• **Work instructions**
How many lines in the records below contain the word "Blue"? Answer with the number and nothing else.

• **Data for processing**
++++++++
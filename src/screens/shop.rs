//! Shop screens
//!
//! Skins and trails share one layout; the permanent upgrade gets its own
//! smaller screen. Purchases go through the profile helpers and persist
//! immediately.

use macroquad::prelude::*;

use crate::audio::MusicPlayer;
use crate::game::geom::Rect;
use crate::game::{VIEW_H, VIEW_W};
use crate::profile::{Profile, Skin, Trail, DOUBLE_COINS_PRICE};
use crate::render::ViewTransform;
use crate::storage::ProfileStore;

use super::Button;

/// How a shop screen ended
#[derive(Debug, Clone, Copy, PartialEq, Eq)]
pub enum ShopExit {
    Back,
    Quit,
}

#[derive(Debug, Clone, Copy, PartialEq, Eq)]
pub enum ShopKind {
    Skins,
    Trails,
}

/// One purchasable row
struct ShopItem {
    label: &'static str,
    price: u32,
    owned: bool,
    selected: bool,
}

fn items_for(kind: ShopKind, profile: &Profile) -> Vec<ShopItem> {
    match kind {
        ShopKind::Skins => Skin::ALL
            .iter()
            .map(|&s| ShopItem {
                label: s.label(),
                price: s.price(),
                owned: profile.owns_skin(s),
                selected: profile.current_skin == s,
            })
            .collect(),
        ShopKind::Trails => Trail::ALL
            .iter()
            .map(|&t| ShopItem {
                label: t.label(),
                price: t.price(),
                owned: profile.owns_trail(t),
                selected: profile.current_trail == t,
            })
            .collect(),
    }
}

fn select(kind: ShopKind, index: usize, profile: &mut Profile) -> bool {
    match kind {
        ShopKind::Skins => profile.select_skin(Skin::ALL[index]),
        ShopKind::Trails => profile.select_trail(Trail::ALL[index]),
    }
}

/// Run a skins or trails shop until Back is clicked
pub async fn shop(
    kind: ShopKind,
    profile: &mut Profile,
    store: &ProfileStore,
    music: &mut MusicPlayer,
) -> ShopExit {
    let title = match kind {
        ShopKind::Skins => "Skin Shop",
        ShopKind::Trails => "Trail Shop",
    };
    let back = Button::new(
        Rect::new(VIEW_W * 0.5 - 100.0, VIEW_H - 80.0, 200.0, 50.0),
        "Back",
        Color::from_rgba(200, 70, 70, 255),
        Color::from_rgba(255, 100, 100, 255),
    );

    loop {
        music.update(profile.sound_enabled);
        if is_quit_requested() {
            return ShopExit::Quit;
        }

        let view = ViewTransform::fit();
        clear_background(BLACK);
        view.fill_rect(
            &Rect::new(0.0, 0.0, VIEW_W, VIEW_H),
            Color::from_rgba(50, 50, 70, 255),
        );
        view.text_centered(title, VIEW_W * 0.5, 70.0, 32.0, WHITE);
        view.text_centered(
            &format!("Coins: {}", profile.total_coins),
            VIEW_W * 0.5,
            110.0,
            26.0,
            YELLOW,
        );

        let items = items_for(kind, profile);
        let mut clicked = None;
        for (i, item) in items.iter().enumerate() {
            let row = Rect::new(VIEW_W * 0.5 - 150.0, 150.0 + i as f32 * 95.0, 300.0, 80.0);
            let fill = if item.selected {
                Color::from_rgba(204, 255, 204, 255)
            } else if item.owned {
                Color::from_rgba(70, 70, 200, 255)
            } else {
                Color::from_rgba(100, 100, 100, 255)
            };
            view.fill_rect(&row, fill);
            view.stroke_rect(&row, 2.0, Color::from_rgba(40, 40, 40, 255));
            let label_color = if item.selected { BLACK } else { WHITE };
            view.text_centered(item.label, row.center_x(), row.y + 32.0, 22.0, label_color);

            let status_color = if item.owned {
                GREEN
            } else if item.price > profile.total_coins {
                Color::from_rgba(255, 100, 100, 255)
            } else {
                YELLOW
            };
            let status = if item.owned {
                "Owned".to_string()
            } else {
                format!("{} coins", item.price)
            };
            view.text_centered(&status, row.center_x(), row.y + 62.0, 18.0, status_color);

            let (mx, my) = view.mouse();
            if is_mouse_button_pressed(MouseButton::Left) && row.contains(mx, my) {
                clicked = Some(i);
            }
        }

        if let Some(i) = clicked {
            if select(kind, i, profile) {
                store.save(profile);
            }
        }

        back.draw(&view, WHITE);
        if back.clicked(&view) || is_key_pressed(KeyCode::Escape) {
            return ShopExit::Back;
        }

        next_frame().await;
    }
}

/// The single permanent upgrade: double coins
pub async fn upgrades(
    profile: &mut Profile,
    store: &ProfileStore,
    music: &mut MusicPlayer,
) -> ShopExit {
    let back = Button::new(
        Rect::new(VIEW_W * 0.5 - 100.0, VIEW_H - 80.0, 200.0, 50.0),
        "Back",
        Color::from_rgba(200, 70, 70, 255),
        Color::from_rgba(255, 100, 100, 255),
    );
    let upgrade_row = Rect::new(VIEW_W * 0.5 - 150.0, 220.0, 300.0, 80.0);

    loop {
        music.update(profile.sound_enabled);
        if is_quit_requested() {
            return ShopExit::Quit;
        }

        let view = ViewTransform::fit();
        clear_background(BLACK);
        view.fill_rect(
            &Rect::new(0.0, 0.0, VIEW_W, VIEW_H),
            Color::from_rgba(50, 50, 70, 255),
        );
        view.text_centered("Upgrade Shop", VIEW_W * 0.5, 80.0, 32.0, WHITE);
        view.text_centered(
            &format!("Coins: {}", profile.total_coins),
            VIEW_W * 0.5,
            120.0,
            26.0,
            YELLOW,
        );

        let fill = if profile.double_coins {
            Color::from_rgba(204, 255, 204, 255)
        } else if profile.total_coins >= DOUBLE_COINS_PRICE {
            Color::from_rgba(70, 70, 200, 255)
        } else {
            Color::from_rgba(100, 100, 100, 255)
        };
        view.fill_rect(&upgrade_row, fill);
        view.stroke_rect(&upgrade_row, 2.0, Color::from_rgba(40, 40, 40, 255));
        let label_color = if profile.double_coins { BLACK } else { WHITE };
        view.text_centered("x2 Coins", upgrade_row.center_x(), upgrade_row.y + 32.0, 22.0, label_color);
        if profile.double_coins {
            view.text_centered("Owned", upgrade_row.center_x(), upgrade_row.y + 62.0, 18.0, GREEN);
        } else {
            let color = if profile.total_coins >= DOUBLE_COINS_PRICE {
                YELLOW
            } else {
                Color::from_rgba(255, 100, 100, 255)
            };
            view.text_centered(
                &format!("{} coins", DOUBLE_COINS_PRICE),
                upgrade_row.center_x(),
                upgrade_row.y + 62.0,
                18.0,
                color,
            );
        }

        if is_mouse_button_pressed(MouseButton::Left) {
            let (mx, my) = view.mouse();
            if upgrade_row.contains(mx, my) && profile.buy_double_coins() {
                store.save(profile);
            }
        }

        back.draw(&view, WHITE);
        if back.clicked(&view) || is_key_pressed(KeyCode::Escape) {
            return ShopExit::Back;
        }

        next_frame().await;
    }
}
++++++++
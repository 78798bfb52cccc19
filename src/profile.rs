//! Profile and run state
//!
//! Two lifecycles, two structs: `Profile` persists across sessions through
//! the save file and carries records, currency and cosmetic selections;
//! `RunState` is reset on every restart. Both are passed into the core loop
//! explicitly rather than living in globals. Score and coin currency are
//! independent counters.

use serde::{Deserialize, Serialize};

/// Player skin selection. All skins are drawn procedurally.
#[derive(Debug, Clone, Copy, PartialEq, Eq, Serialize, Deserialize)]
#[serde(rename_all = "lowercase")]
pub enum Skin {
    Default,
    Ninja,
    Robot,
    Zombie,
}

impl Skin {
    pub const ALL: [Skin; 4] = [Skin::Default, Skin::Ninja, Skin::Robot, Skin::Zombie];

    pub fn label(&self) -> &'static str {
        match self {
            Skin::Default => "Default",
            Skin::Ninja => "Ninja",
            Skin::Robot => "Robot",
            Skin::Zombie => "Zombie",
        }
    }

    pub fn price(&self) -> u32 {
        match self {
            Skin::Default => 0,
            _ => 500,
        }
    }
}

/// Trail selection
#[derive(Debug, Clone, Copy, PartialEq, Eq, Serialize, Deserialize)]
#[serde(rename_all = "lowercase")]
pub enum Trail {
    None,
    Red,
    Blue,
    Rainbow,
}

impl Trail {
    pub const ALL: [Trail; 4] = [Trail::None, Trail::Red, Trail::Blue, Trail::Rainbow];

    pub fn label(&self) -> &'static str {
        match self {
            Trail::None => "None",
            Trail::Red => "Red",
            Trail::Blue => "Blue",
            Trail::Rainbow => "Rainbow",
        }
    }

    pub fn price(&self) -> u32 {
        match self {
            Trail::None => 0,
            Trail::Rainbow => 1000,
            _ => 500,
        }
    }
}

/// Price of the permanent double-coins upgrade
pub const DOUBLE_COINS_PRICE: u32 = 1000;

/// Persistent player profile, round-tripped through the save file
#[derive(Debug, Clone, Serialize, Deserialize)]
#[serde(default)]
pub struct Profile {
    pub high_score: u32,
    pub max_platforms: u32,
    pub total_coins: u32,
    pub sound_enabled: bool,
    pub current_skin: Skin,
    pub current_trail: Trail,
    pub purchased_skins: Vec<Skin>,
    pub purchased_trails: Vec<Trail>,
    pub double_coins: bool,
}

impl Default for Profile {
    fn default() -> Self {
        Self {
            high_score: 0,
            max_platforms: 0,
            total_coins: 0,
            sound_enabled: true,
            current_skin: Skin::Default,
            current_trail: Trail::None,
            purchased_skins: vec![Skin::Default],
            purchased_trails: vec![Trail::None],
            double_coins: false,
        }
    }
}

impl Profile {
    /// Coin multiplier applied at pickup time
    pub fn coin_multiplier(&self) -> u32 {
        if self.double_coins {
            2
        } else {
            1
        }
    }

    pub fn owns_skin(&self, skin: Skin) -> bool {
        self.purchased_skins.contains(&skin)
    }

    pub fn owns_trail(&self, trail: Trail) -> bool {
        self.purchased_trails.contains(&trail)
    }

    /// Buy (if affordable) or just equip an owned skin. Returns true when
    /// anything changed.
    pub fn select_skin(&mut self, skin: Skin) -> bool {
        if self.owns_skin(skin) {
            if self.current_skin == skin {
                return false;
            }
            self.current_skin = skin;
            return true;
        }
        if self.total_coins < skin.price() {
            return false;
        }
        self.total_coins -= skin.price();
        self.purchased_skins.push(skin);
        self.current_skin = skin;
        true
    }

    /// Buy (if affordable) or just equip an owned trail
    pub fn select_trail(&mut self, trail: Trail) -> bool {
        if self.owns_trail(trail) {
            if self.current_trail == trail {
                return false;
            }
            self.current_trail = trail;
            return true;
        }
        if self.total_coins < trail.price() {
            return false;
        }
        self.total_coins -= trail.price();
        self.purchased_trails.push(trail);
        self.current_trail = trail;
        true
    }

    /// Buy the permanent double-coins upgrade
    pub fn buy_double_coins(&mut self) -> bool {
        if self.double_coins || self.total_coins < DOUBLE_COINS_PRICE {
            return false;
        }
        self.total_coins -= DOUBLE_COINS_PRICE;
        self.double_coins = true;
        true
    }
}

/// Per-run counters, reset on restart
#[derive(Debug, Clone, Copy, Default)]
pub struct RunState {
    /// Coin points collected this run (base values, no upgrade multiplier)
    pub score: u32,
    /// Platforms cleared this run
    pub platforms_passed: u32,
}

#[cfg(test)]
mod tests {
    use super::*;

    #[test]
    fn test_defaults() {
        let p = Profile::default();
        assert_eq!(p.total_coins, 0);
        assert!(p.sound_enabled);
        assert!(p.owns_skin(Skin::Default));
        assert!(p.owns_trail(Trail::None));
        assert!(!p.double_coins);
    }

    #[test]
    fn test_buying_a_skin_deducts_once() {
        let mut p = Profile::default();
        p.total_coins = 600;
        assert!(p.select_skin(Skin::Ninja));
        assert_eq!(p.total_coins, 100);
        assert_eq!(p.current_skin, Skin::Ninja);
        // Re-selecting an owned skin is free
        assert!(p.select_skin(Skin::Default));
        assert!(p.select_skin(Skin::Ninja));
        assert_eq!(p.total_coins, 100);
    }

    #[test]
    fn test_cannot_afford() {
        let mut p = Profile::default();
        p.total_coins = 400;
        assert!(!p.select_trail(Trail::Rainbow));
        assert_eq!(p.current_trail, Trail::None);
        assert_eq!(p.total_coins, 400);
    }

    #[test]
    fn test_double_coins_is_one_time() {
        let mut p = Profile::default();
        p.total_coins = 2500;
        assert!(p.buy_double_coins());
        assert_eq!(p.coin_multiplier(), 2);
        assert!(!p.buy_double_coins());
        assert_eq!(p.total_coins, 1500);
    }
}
++++++++
• **Solution to the problem**
3